- Born: 10 October 1957 Brazzaville, French Congo, French Equatorial Africa
- Died: 11 September 2024 (aged 66) Paris, France
- Career
- Show: Téléfoot; Mag Max; Foot!;
- Network: TF1; Canal+; France 2; TV5Monde; L'Équipe;
- Country: France

= Didier Roustan =

French sports journalist (1957–2024)

Didier Roustan (10 October 1957 – 11 September 2024) was a French sports journalist who presented and commentated for multiple French football channels, and most notably worked for L'Équipe television channel. In 1984, he was the temporary main presenter of the French football programme Téléfoot, during which time he commentated on France's victory at UEFA Euro 1984.

==Career==
Roustan played youth football for AS Cannes, but was suspended at the age of 17 after an altercation with a trainer. At the age of 18, Roustan joined TF1 for an internship. He was chosen for the role by Georges de Caunes. His internship was for three months, but Roustan stayed at TF1 for 13 and a half years. At the age of 21, he featured on TF1 football programme Téléfoot. In 1979, Roustan commentated on a match between France and Sweden, making him the youngest Frenchman to commentate on a France senior team match. Roustan was the temporary presenter of Téléfoot in June 1984, before being replaced by Thierry Roland. Roustan was remembered for his commentary at UEFA Euro 1984, which was won by France.

In 1989, Roustan joined Canal+, where he worked on the 52-minute programme Mag Max. Roustan left TF1 in 1989 after a disagreement with TF1 shareholder and Olympique de Marseille president Bernard Tapie about TF1's coverage of Marseille matches.
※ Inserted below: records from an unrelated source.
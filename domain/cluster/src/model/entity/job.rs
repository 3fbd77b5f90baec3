use serde::{Deserialize, Serialize};

/// One running job's GPU usage on one node.
///
/// A job spanning several nodes produces one claim per node it touches.
/// Claims are recomputed from the queue snapshot on every query; zero-count
/// claims are dropped before they are ever recorded.
#[derive(Debug, Clone, PartialEq, Eq, Serialize, Deserialize)]
pub struct GpuClaim {
    pub job_id: String,
    /// GPU model label; a generic `gpu` label when the queue snapshot does
    /// not carry type granularity.
    pub gpu_type: String,
    pub count: u32,
}

/// One running job's total GPU footprint before it is split across nodes.
#[derive(Debug, Clone)]
pub struct JobGpuUsage {
    pub job_id: String,
    pub gpu_type: String,
    pub gpu_total: u32,
    /// Raw node-list expression as reported by the queue, possibly in
    /// compressed range notation.
    pub node_expr: String,
}
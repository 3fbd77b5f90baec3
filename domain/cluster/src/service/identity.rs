use async_trait::async_trait;

/// Who is running the tool, for queue-highlighting purposes.
///
/// Kept behind a trait so display logic can be exercised without a real OS
/// user context.
#[cfg_attr(feature = "mock", mockall::automock)]
#[async_trait]
pub trait IdentityService: Send + Sync {
    /// Login name of the invoking user.
    async fn current_user(&self) -> anyhow::Result<String>;

    /// Login names of the members of the invoking user's group.
    async fn group_members(&self) -> anyhow::Result<Vec<String>>;
}
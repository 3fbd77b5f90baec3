//! Table rendering for the node and queue listings.

use std::path::Path;

use comfy_table::{Attribute, Cell, CellAlignment, Color, Table};
use domain_cluster::model::entity::{JobConfig, NodeRecord};

use crate::infrastructure::slurm::squeue::QueueRow;

/// Color a node state the way operators read them at a glance: green is
/// free, yellow is busy, red needs attention.
pub fn node_state_cell(state: &str) -> Cell {
    let lower = state.to_lowercase();
    let color = if lower.contains("idle") {
        Color::Green
    } else if lower.contains("mix") {
        Color::Yellow
    } else if lower.contains("drain") || lower.contains("down") {
        Color::Red
    } else {
        Color::Cyan
    };
    Cell::new(state).fg(color).add_attribute(Attribute::Bold)
}

pub fn node_table(records: &[NodeRecord]) -> Table {
    let mut table = Table::new();
    table.set_header(vec!["NodeName", "State", "Partitions", "CPUs", "Memory", "GPUs"]);
    for node in records {
        table.add_row(vec![
            Cell::new(&node.name).set_alignment(CellAlignment::Right),
            node_state_cell(&node.state),
            Cell::new(&node.partitions),
            Cell::new(format!(
                "{} Alloc ({:.1}%) / {} Total",
                node.cpu_allocated,
                node.cpu_usage_percent(),
                node.cpu_total
            )),
            Cell::new(format!(
                "{} GB Used / {} GB ({:.1}%)",
                node.memory_allocated_mb / 1024,
                node.memory_total_mb / 1024,
                node.memory_usage_percent()
            )),
            Cell::new(gpu_summary(node)),
        ]);
    }
    table
}

fn gpu_summary(node: &NodeRecord) -> String {
    if node.gpu_total == 0 {
        return "-".to_string();
    }
    if node.gpu_total_by_type.is_empty() {
        return format!("{} / {}", node.gpu_allocated, node.gpu_total);
    }
    let types = node
        .gpu_total_by_type
        .iter()
        .map(|(ty, n)| format!("{ty}:{n}"))
        .collect::<Vec<_>>()
        .join(",");
    format!("{} / {} ({})", node.gpu_allocated, node.gpu_total, types)
}

/// Whether a queue row belongs to the invoking user or someone in their
/// group, for highlighting.
pub fn is_group_job(owner: &str, user: &str, group_members: &[String]) -> bool {
    !user.is_empty() && (owner == user || group_members.iter().any(|member| member == owner))
}

fn queue_state_cell(state: &str) -> Cell {
    let color = match state.to_uppercase().as_str() {
        "RUNNING" | "R" => Color::Green,
        "PENDING" | "PD" => Color::Yellow,
        "COMPLETING" | "CG" => Color::Blue,
        s if s.starts_with("FAIL") || s == "F" => Color::Red,
        _ => Color::Cyan,
    };
    Cell::new(state).fg(color).add_attribute(Attribute::Bold)
}

pub fn queue_table(rows: &[QueueRow], user: &str, group_members: &[String]) -> Table {
    let mut table = Table::new();
    table.set_header(vec![
        "JobID", "Partition", "Name", "User", "State", "Time", "Nodes", "NodeList",
    ]);
    for row in rows {
        let mine = is_group_job(&row.user, user, group_members);
        let mut job_id = Cell::new(&row.job_id)
            .set_alignment(CellAlignment::Right)
            .add_attribute(Attribute::Bold);
        let mut owner = Cell::new(&row.user);
        if mine {
            job_id = job_id.fg(Color::Yellow);
            owner = owner.fg(Color::Yellow).add_attribute(Attribute::Bold);
        }
        table.add_row(vec![
            job_id,
            Cell::new(&row.partition),
            Cell::new(&row.name),
            owner,
            queue_state_cell(&row.state),
            Cell::new(&row.elapsed),
            Cell::new(&row.node_count),
            Cell::new(&row.node_list),
        ]);
    }
    table
}

/// Submission summary: `*` marks automatically detected values, `†` values
/// loaded from the saved defaults.
pub fn submission_summary(
    config: &JobConfig,
    auto_fields: &[&str],
    default_fields: &[&str],
    mode: &str,
    script_path: Option<&Path>,
) -> Table {
    let marked = |value: String, field: &str| -> Cell {
        if auto_fields.contains(&field) {
            Cell::new(format!("{value} *")).fg(Color::Cyan)
        } else if default_fields.contains(&field) {
            Cell::new(format!("{value} \u{2020}")).fg(Color::Yellow)
        } else {
            Cell::new(value)
        }
    };

    let mut table = Table::new();
    table.set_header(vec!["Setting", "Value"]);
    table.add_row(vec![Cell::new("Mode").set_alignment(CellAlignment::Right), Cell::new(mode)]);
    let rows = [
        ("Partition", config.partition.clone(), "partition"),
        ("Account", config.account.clone(), "account"),
        ("Nodes", config.nodes.to_string(), "nodes"),
        ("Tasks / Node", config.tasks_per_node.to_string(), "tasks_per_node"),
        ("CPUs / Task", config.cpus_per_task.to_string(), "cpus_per_task"),
        ("Memory", config.memory.clone(), "memory"),
        ("GPUs", config.gpus.to_string(), "gpus"),
        ("Time", config.time.clone(), "time"),
    ];
    for (label, value, field) in rows {
        table.add_row(vec![
            Cell::new(label).set_alignment(CellAlignment::Right),
            marked(value, field),
        ]);
    }
    table.add_row(vec![
        Cell::new("Command").set_alignment(CellAlignment::Right),
        Cell::new(config.command_for_display()),
    ]);
    if let Some(nodelist) = &config.nodelist {
        table.add_row(vec![Cell::new("NodeList").set_alignment(CellAlignment::Right), Cell::new(nodelist)]);
    }
    if let Some(exclude) = &config.exclude {
        table.add_row(vec![Cell::new("Exclude").set_alignment(CellAlignment::Right), Cell::new(exclude)]);
    }
    if let Some(job_name) = &config.job_name {
        table.add_row(vec![Cell::new("Job Name").set_alignment(CellAlignment::Right), Cell::new(job_name)]);
    }
    table.add_row(vec![
        Cell::new("Log Dir").set_alignment(CellAlignment::Right),
        marked(config.report_dir.clone(), "report_dir"),
    ]);
    if let Some(path) = script_path {
        table.add_row(vec![
            Cell::new("Script").set_alignment(CellAlignment::Right),
            Cell::new(path.display().to_string()),
        ]);
    }
    table
}

#[cfg(test)]
mod tests {
    use super::{is_group_job, node_table, queue_table};
    use crate::infrastructure::slurm::squeue::QueueRow;
    use domain_cluster::model::entity::NodeRecord;

    #[test]
    fn group_membership_drives_highlighting() {
        let members = vec!["bob".to_string(), "carol".to_string()];
        assert!(is_group_job("alice", "alice", &members));
        assert!(is_group_job("bob", "alice", &members));
        assert!(!is_group_job("mallory", "alice", &members));
        assert!(!is_group_job("mallory", "", &[]));
    }

    #[test]
    fn node_table_shows_usage_figures() {
        let node = NodeRecord {
            name: "hgpn02".into(),
            state: "MIXED".into(),
            partitions: "gpux".into(),
            cpu_allocated: 32,
            cpu_total: 64,
            memory_allocated_mb: 1024,
            memory_total_mb: 191997,
            gpu_allocated: 4,
            gpu_total: 8,
            ..Default::default()
        };
        let rendered = node_table(&[node]).to_string();
        assert!(rendered.contains("hgpn02"));
        assert!(rendered.contains("32 Alloc (50.0%) / 64 Total"));
        assert!(rendered.contains("4 / 8"));
    }

    #[test]
    fn queue_table_lists_every_row() {
        let rows = vec![QueueRow {
            job_id: "991".into(),
            partition: "gpux".into(),
            name: "train".into(),
            user: "alice".into(),
            state: "RUNNING".into(),
            elapsed: "2:10:33".into(),
            node_count: "2".into(),
            node_list: "hgpn[01-02]".into(),
        }];
        let rendered = queue_table(&rows, "alice", &[]).to_string();
        assert!(rendered.contains("991"));
        assert!(rendered.contains("RUNNING"));
        assert!(rendered.contains("hgpn[01-02]"));
    }
}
After deciding to go travelling for three years, Roustan later joined France 2 in 1993. He worked on a France 2 sports betting programme with Basile Boli, Emmanuel Petit and Louise Ekland. From 2004 to 2006, Roustan worked as a commentator for Foot!, TV5Monde's football programme. He commentated on Ligue 1, UEFA Champions League, and French national football matches. Roustan also worked as a radio commentator for RTL for many years, before leaving the station in 2019. He then worked for L'Équipe TV channel. Roustan said that fellow sports journalist Jean Raynal was his inspiration. Roustan was nicknamed Che Guevara, as he was sceptical of the role of money in football.
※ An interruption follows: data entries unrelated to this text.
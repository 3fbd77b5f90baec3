pub mod gres;
pub mod sacctmgr;
pub mod sbatch;
pub mod scancel;
pub mod scontrol;
pub mod sinfo;
pub mod squeue;

use domain_cluster::exception::{ClusterException, ClusterResult};
use tokio::process::Command;

/// Run one SLURM client tool and return its stdout.
///
/// A missing binary and a non-zero exit are the only fatal outcomes; both
/// carry a user-presentable message instead of a raw io error.
pub(crate) async fn invoke(program: &'static str, args: &[&str]) -> ClusterResult<String> {
    let output = Command::new(program).args(args).output().await.map_err(|e| {
        if e.kind() == std::io::ErrorKind::NotFound {
            ClusterException::SchedulerToolMissing { command: program }
        } else {
            ClusterException::InternalError { source: e.into() }
        }
    })?;
    if !output.status.success() {
        return Err(ClusterException::SchedulerToolFailed {
            command: program,
            stderr: String::from_utf8_lossy(&output.stderr).trim().to_string(),
        });
    }
    Ok(String::from_utf8_lossy(&output.stdout).into_owned())
}
use serde::{Deserialize, Serialize};

/// One compute node's resource snapshot.
///
/// Records are rebuilt from scratch on every query and discarded after the
/// display that consumed them; nothing here is cached between invocations.
#[derive(Debug, Clone, Default, Serialize, Deserialize)]
pub struct NodeRecord {
    pub name: String,
    /// Verbatim scheduler state, compound states included (e.g. `MIXED+DRAIN`).
    pub state: String,
    /// Comma-joined partition list, kept as one string for display fidelity.
    pub partitions: String,
    pub cpu_allocated: u32,
    pub cpu_total: u32,
    pub cpu_load: f64,
    pub memory_allocated_mb: u64,
    pub memory_total_mb: u64,
    /// Aggregate GPU count across all types.
    pub gpu_total: u32,
    pub gpu_allocated: u32,
    /// Per-type GPU counts in source order; keys are unique.
    pub gpu_total_by_type: Vec<(String, u32)>,
    pub gpu_allocated_by_type: Vec<(String, u32)>,
}

impl NodeRecord {
    pub fn cpu_usage_percent(&self) -> f64 {
        if self.cpu_total > 0 {
            self.cpu_allocated as f64 / self.cpu_total as f64 * 100.0
        } else {
            0.0
        }
    }

    /// `AllocMem / RealMemory` as a percentage; 0 when the node reports no
    /// memory at all.
    pub fn memory_usage_percent(&self) -> f64 {
        if self.memory_total_mb > 0 {
            self.memory_allocated_mb as f64 / self.memory_total_mb as f64 * 100.0
        } else {
            0.0
        }
    }

    /// Available GPUs per type. Types whose source data is inconsistent
    /// (allocated above total) are reported as zero available, never negative,
    /// and only strictly positive counts appear in the result.
    pub fn gpu_available_by_type(&self) -> Vec<(String, u32)> {
        self.gpu_total_by_type
            .iter()
            .filter_map(|(ty, total)| {
                let allocated = self
                    .gpu_allocated_by_type
                    .iter()
                    .find(|(t, _)| t == ty)
                    .map(|(_, n)| *n)
                    .unwrap_or(0);
                (*total > allocated).then(|| (ty.clone(), total - allocated))
            })
            .collect()
    }

    /// Substring check used by the default node listing to hide unusable
    /// nodes; must match compound states like `MIXED+DRAIN`.
    pub fn is_down_or_drained(&self) -> bool {
        let state = self.state.to_lowercase();
        state.contains("drain") || state.contains("down")
    }
}

#[cfg(test)]
mod tests {
    use super::NodeRecord;

    #[test]
    fn memory_usage_is_zero_without_total() {
        let node = NodeRecord {
            memory_allocated_mb: 1024,
            memory_total_mb: 0,
            ..Default::default()
        };
        assert_eq!(node.memory_usage_percent(), 0.0);
    }

    #[test]
    fn gpu_available_never_negative() {
        let node = NodeRecord {
            gpu_total_by_type: vec![("a100".into(), 4), ("v100".into(), 2)],
            gpu_allocated_by_type: vec![("a100".into(), 6), ("v100".into(), 1)],
            ..Default::default()
        };
        assert_eq!(node.gpu_available_by_type(), vec![("v100".to_string(), 1)]);
    }

    #[test]
    fn compound_state_counts_as_drained() {
        let node = NodeRecord {
            state: "MIXED+DRAIN".into(),
            ..Default::default()
        };
        assert!(node.is_down_or_drained());

        let node = NodeRecord {
            state: "IDLE".into(),
            ..Default::default()
        };
        assert!(!node.is_down_or_drained());
    }
}
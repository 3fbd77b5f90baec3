/// Expand a compressed node-range expression into individual node names.
///
/// `node[01-03,05]` becomes `node01 node02 node03 node05`; the zero padding
/// of each range start is preserved for every generated name. A plain
/// comma-separated list passes through unchanged, and anything else is
/// treated as a single literal node name. Malformed range parts are skipped
/// rather than failing the whole expression.
pub fn expand(expr: &str) -> Vec<String> {
    let expr = expr.trim();
    if expr.is_empty() {
        return Vec::new();
    }

    if let Some((prefix, ranges)) = expr.strip_suffix(']').and_then(|e| e.split_once('[')) {
        let mut names = Vec::new();
        for part in ranges.split(',') {
            let part = part.trim();
            if part.is_empty() {
                continue;
            }
            match part.split_once('-') {
                Some((start, end)) => {
                    let width = start.len();
                    let (Ok(lo), Ok(hi)) = (start.parse::<u64>(), end.parse::<u64>()) else {
                        continue;
                    };
                    for n in lo..=hi {
                        names.push(format!("{prefix}{n:0width$}"));
                    }
                }
                None => names.push(format!("{prefix}{part}")),
            }
        }
        return names;
    }

    if expr.contains(',') {
        return expr
            .split(',')
            .map(|name| name.trim().to_string())
            .filter(|name| !name.is_empty())
            .collect();
    }

    vec![expr.to_string()]
}

#[cfg(test)]
mod tests {
    use super::expand;

    #[test]
    fn expands_ranges_preserving_zero_padding() {
        assert_eq!(
            expand("hgpn[01-03,05]"),
            vec!["hgpn01", "hgpn02", "hgpn03", "hgpn05"]
        );
    }

    #[test]
    fn keeps_padding_width_of_range_start() {
        assert_eq!(expand("n[008-010]"), vec!["n008", "n009", "n010"]);
    }

    #[test]
    fn plain_list_passes_through() {
        assert_eq!(expand("gpu01,gpu02"), vec!["gpu01", "gpu02"]);
    }

    #[test]
    fn single_name_is_literal() {
        assert_eq!(expand("login1"), vec!["login1"]);
    }

    #[test]
    fn malformed_range_parts_are_skipped() {
        assert_eq!(expand("n[01-xx,03]"), vec!["n03"]);
        assert!(expand("").is_empty());
    }
}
Aside from commentating and presenting, Roustan set up a monthly football magazine called United Colours of Football in 1993. In 1995, he helped to set up International Association of Professional Footballers, the first world union of footballers, working alongside Diego Maradona and Eric Cantona. Roustan suggested to Cantona and Maradona that each of them should contribute $7,000 to support the new union, and the union started with 48 members including Cantona, Maradona, and Gianluca Vialli. In 1997, Roustan organised an International Association of Professional Footballers charity match between Europe and Rest of the World. The match featured Cantona, Maradona, René Higuita, Gus Poyet, Rubén Sosa, and Giovane Élber. The union ended in 1998, in part due to the recreation of FIFPro. Roustan also created the Foot Citoyen social project, which was supported by Arsène Wenger. Some charity events for Foot Citoyen were attended by Zinedine Zidane. Roustan also ran a blog and weekly podcast called Roustan Foot.
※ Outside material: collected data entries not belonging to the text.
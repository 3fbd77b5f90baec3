//! Node descriptor wrapper over `scontrol show node`.
//!
//! The output is a sequence of blank-line-separated blocks of `Key=Value`
//! tokens, possibly wrapped across lines. Unknown keys are ignored, missing
//! numerics default to zero and missing strings to `UNKNOWN`; a block
//! without a `NodeName=` token is not a node and is skipped silently.

use domain_cluster::exception::ClusterResult;
use domain_cluster::model::entity::NodeRecord;
use once_cell::sync::Lazy;
use regex::Regex;

use super::{gres, invoke};

pub const ARGS: &[&str] = &["show", "node"];

static RE_NODE_NAME: Lazy<Regex> = Lazy::new(|| Regex::new(r"NodeName=(\S+)").unwrap());
static RE_STATE: Lazy<Regex> = Lazy::new(|| Regex::new(r"State=(\S+)").unwrap());
static RE_PARTITIONS: Lazy<Regex> = Lazy::new(|| Regex::new(r"Partitions=(\S+)").unwrap());
static RE_CPU_ALLOC: Lazy<Regex> = Lazy::new(|| Regex::new(r"CPUAlloc=(\d+)").unwrap());
static RE_CPU_TOT: Lazy<Regex> = Lazy::new(|| Regex::new(r"CPUTot=(\d+)").unwrap());
static RE_CPU_LOAD: Lazy<Regex> = Lazy::new(|| Regex::new(r"CPULoad=([\d.]+)").unwrap());
static RE_REAL_MEMORY: Lazy<Regex> = Lazy::new(|| Regex::new(r"RealMemory=(\d+)").unwrap());
static RE_ALLOC_MEMORY: Lazy<Regex> = Lazy::new(|| Regex::new(r"AllocMem=(\d+)").unwrap());
static RE_CFG_TRES: Lazy<Regex> = Lazy::new(|| Regex::new(r"CfgTRES=(\S+)").unwrap());
static RE_ALLOC_TRES: Lazy<Regex> = Lazy::new(|| Regex::new(r"AllocTRES=(\S+)").unwrap());
static RE_GRES: Lazy<Regex> = Lazy::new(|| Regex::new(r"\bGres=(\S+)").unwrap());
static RE_GRES_USED: Lazy<Regex> = Lazy::new(|| Regex::new(r"GresUsed=(\S+)").unwrap());

pub async fn fetch_nodes(include_down: bool) -> ClusterResult<Vec<NodeRecord>> {
    let raw = invoke("scontrol", ARGS).await?;
    Ok(parse_nodes(&raw, include_down))
}

pub fn parse_nodes(raw: &str, include_down: bool) -> Vec<NodeRecord> {
    raw.split("\n\n")
        .filter_map(parse_node_block)
        .filter(|node| include_down || !node.is_down_or_drained())
        .collect()
}

/// Parse one descriptor block; `None` when it carries no node at all.
pub fn parse_node_block(block: &str) -> Option<NodeRecord> {
    let name = capture(&RE_NODE_NAME, block)?.to_string();

    let cfg_tres = capture(&RE_CFG_TRES, block).unwrap_or("");
    let alloc_tres = capture(&RE_ALLOC_TRES, block).unwrap_or("");
    let gres_field = capture(&RE_GRES, block).unwrap_or("");
    let gres_used = capture(&RE_GRES_USED, block).unwrap_or("");

    let (gpu_total_by_type, gpu_total) = gres::node_gpus(cfg_tres, gres_field);
    let (gpu_allocated_by_type, gpu_allocated) = gres::node_gpus(alloc_tres, gres_used);

    Some(NodeRecord {
        name,
        state: capture(&RE_STATE, block).unwrap_or("UNKNOWN").to_string(),
        partitions: capture(&RE_PARTITIONS, block).unwrap_or("UNKNOWN").to_string(),
        cpu_allocated: capture_number(&RE_CPU_ALLOC, block),
        cpu_total: capture_number(&RE_CPU_TOT, block),
        cpu_load: capture(&RE_CPU_LOAD, block).and_then(|s| s.parse().ok()).unwrap_or(0.0),
        memory_total_mb: capture_number(&RE_REAL_MEMORY, block),
        memory_allocated_mb: capture_number(&RE_ALLOC_MEMORY, block),
        gpu_total,
        gpu_allocated,
        gpu_total_by_type,
        gpu_allocated_by_type,
    })
}

fn capture<'a>(re: &Regex, block: &'a str) -> Option<&'a str> {
    re.captures(block).and_then(|caps| caps.get(1)).map(|m| m.as_str())
}

fn capture_number<T: std::str::FromStr + Default>(re: &Regex, block: &str) -> T {
    capture(re, block).and_then(|s| s.parse().ok()).unwrap_or_default()
}

#[cfg(test)]
mod tests {
    use super::{parse_node_block, parse_nodes};
    use indoc::indoc;

    const SAMPLE_NODE: &str = indoc! {"
        NodeName=hgpn02 Arch=x86_64 CoresPerSocket=16
           CPUAlloc=32 CPUTot=64 CPULoad=20.00
           RealMemory=191997 AllocMem=1024
           CfgTRES=cpu=64,mem=191997M,billing=64,gres/gpu=8
           AllocTRES=cpu=32,mem=1024M,gres/gpu=4
           State=MIXED
           Partitions=gpux
    "};

    #[test]
    fn parses_untyped_tres_descriptor() {
        let node = parse_node_block(SAMPLE_NODE).unwrap();
        assert_eq!(node.name, "hgpn02");
        assert_eq!(node.cpu_allocated, 32);
        assert_eq!(node.cpu_total, 64);
        assert!((node.cpu_load - 20.0).abs() < 0.01);
        assert_eq!(node.memory_total_mb, 191997);
        assert_eq!(node.memory_allocated_mb, 1024);
        assert_eq!(node.gpu_allocated, 4);
        assert_eq!(node.gpu_total, 8);
        assert_eq!(node.state, "MIXED");
        assert_eq!(node.partitions, "gpux");
    }

    #[test]
    fn parses_typed_tres_descriptor() {
        let block = indoc! {"
            NodeName=hgpn05
               CPUAlloc=0 CPUTot=128
               RealMemory=512000 AllocMem=0
               Gres=gpu:a100:8(S:0-1)
               CfgTRES=cpu=128,mem=512000M,gres/gpu=8,gres/gpu:a100=8
               AllocTRES=cpu=16,mem=64000M,gres/gpu=2,gres/gpu:a100=2
               State=MIXED Partitions=gpux,debug
        "};
        let node = parse_node_block(block).unwrap();
        assert_eq!(node.gpu_total_by_type, vec![("a100".to_string(), 8)]);
        assert_eq!(node.gpu_allocated_by_type, vec![("a100".to_string(), 2)]);
        assert_eq!(node.gpu_total, 8);
        assert_eq!(node.gpu_allocated, 2);
        assert_eq!(node.partitions, "gpux,debug");
    }

    #[test]
    fn legacy_gres_fields_are_the_fallback() {
        let block = indoc! {"
            NodeName=oldnode
               CPUAlloc=4 CPUTot=32
               Gres=gpu:v100:4
               GresUsed=gpu:v100:1(IDX:0)
               State=MIXED
        "};
        let node = parse_node_block(block).unwrap();
        assert_eq!(node.gpu_total_by_type, vec![("v100".to_string(), 4)]);
        assert_eq!(node.gpu_allocated_by_type, vec![("v100".to_string(), 1)]);
        assert_eq!(node.gpu_total, 4);
        assert_eq!(node.gpu_allocated, 1);
    }

    #[test]
    fn block_without_node_name_is_not_a_node() {
        assert!(parse_node_block("").is_none());
        assert!(parse_node_block("State=IDLE Partitions=gpux").is_none());
    }

    #[test]
    fn missing_fields_use_defaults() {
        let node = parse_node_block("NodeName=bare01").unwrap();
        assert_eq!(node.state, "UNKNOWN");
        assert_eq!(node.partitions, "UNKNOWN");
        assert_eq!(node.cpu_total, 0);
        assert_eq!(node.cpu_load, 0.0);
        assert_eq!(node.gpu_total, 0);
    }

    #[test]
    fn drained_nodes_are_hidden_by_default() {
        let raw = indoc! {"
            NodeName=ok01 State=IDLE

            NodeName=bad01 State=MIXED+DRAIN

            NodeName=bad02 State=DOWN*
        "};
        let names: Vec<_> = parse_nodes(raw, false).into_iter().map(|n| n.name).collect();
        assert_eq!(names, vec!["ok01"]);

        let all = parse_nodes(raw, true);
        assert_eq!(all.len(), 3);
    }
}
Roustan's last commentary match was the 2024 Copa América match between Argentina and Canada.

==Personal life and death==
Didier Roustan was born on 10 October 1957 in Brazzaville, French Equatorial Africa (now Republic of the Congo). His mother was from Martinique, and worked for Agence France-Presse. Roustan grew up in Cannes, France.

Roustan died of liver cancer in Paris on 11 September 2024, at the age of 66. Following his death, L'Équipe chose to dedicate an evening of broadcasting to him, including showing a re-run of the UEFA Euro 1984 semi-final between France and Portugal which featured his commentary.

==Honours==
In 2015, Roustan was awarded a Prix de la Carriere (lifetime achievement award) by the Association des écrivains sportifs.